La folie répressive des talibans semble n’avoir aucune limite. Le 29 décembre, un nouveau décret absurde a été annoncé par Hibatullah Akhundzada, le chef suprême du régime. Cette fois, les fenêtres sont la cible : il est désormais interdit de construire des fenêtres dans les pièces occupées par des femmes, et celles existantes doivent être obstruées par des murs. L’objectif ? “Protéger la moralité” et prévenir des “actes obscènes”.
Des “ombres” enfermées dans le noir
Depuis leur retour au pouvoir en août 2021, les talibans ont multiplié les mesures visant à réduire les femmes à un état d’invisibilité totale. Plus d’école après le primaire, interdiction de travailler dans des ONG, exclusion des parcs, des salons de beauté ou même des restaurants. À présent, les Afghanes ne peuvent plus simplement… être vues.
D’après le site KabulNow, ce nouveau décret ordonne aux propriétaires de bloquer toute fenêtre ayant une vue directe sur des pièces occupées par des femmes, comme les cuisines ou les cours. Les logements en construction devront se conformer à ces nouvelles règles, et les bâtiments existants devront ériger des murs pour masquer les ouvertures. Ces mesures, d’après un communiqué officiel diffusé sur X (anciennement Twitter), visent à “préserver l’intimité des femmes”. Mais la réalité est bien plus cruelle : il s’agit de les effacer du paysage, littéralement.
Une obsession dégradante
Le prétexte avancé est glaçant. “Voir des femmes dans leurs cours, dans des cuisines ou même près de puits peut inciter à des actes obscènes”, explique le texte officiel. Cette justification est un nouvel exemple de l’obsession maladive des talibans à sexualiser chaque aspect de la vie des femmes. Le problème n’est pas les femmes elles-mêmes, mais bien un régime qui les voit uniquement comme des objets de tentation, indignes de dignité ou de droits fondamentaux.

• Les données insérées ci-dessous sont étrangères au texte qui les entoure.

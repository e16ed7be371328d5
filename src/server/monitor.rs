use crate::server::policy::RestartPolicy;
use crate::server::supervisor::Shared;
use std::sync::Weak;
use std::time::Duration;
use tokio::sync::watch;
use tokio::task::JoinHandle;
use tokio::time::{self, MissedTickBehavior};

/// Supervisor monitoring configuration
#[derive(Debug, Clone)]
pub struct MonitorConfig {
    /// Interval between liveness checks
    pub check_interval: Duration,
    /// How long a fresh process must stay alive before it counts as running
    pub startup_grace: Duration,
    /// Restart the server when it exits unexpectedly
    pub auto_restart: bool,
    pub restart: RestartPolicy,
}

impl Default for MonitorConfig {
    fn default() -> Self {
        Self {
            check_interval: Duration::from_secs(2),
            startup_grace: Duration::from_secs(5),
            auto_restart: false,
            restart: RestartPolicy::default(),
        }
    }
}

/// Background task that polls the supervised process at a fixed interval.
///
/// Each tick runs to completion; shutdown is only observed between ticks,
/// so a restart in progress is never abandoned halfway.
pub(crate) struct ServerMonitor {
    shutdown: watch::Sender<bool>,
    task: JoinHandle<()>,
}

impl ServerMonitor {
    /// Spawns the polling loop. It ends on [`stop`](Self::stop) or once the
    /// supervisor has been dropped.
    pub(crate) fn start(shared: Weak<Shared>, check_interval: Duration) -> Self {
        let (shutdown, mut shutdown_rx) = watch::channel(false);

        let task = tokio::spawn(async move {
            let mut interval = time::interval(check_interval.max(Duration::from_millis(1)));
            interval.set_missed_tick_behavior(MissedTickBehavior::Delay);

            loop {
                tokio::select! {
                    _ = interval.tick() => {
                        let Some(shared) = shared.upgrade() else {
                            tracing::debug!("Supervisor dropped, monitor exiting");
                            break;
                        };
                        shared.poll().await;
                    }
                    _ = shutdown_rx.changed() => {
                        tracing::debug!("Monitor shutdown requested");
                        break;
                    }
                }
            }
        });

        Self { shutdown, task }
    }

    /// Stops the loop and waits for the current tick to finish.
    pub(crate) async fn stop(self) {
        let _ = self.shutdown.send(true);
        if let Err(e) = self.task.await {
            tracing::warn!(error = %e, "Monitor task ended abnormally");
        }
    }
}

Sous couvert de protéger la “moralité”, les talibans construisent un véritable apartheid de genre. Ce terme, utilisé par les Nations unies, décrit avec justesse un système qui isole les femmes de toutes les sphères de la vie publique et les condamne à une existence de souffrance, d’humiliation et d’obscurité, au sens propre comme au figuré.
Une résistance étouffée
Face à ces restrictions, la communauté internationale a exprimé des condamnations, mais les voix féminines afghanes sont les plus courageuses. Des médias comme Rukhshana Media, gérés par des journalistes femmes en exil, continuent de documenter ces atrocités. Pourtant, sur le terrain, les possibilités de résistance s’amenuisent à mesure que chaque espace, chaque ouverture – même une simple fenêtre – leur est retiré.
Jusqu’où ?
Les talibans se drapent dans la religion pour justifier leurs pratiques, mais ces mesures n’ont rien de religieux : elles relèvent d’un contrôle totalitaire et sadique. Priver les femmes de lumière, de liberté, et désormais même du droit de voir ou d’être vues témoigne d’une barbarie que rien ne saurait excuser. Combien de murs supplémentaires faudra-t-il ériger avant que la communauté internationale passe de l’indignation à l’action concrète ?
Dans l’obscurité imposée, les femmes afghanes attendent – non pas des mots, mais des actes – pour briser les murs, au sens propre comme au figuré, de cette oppression sans précédent.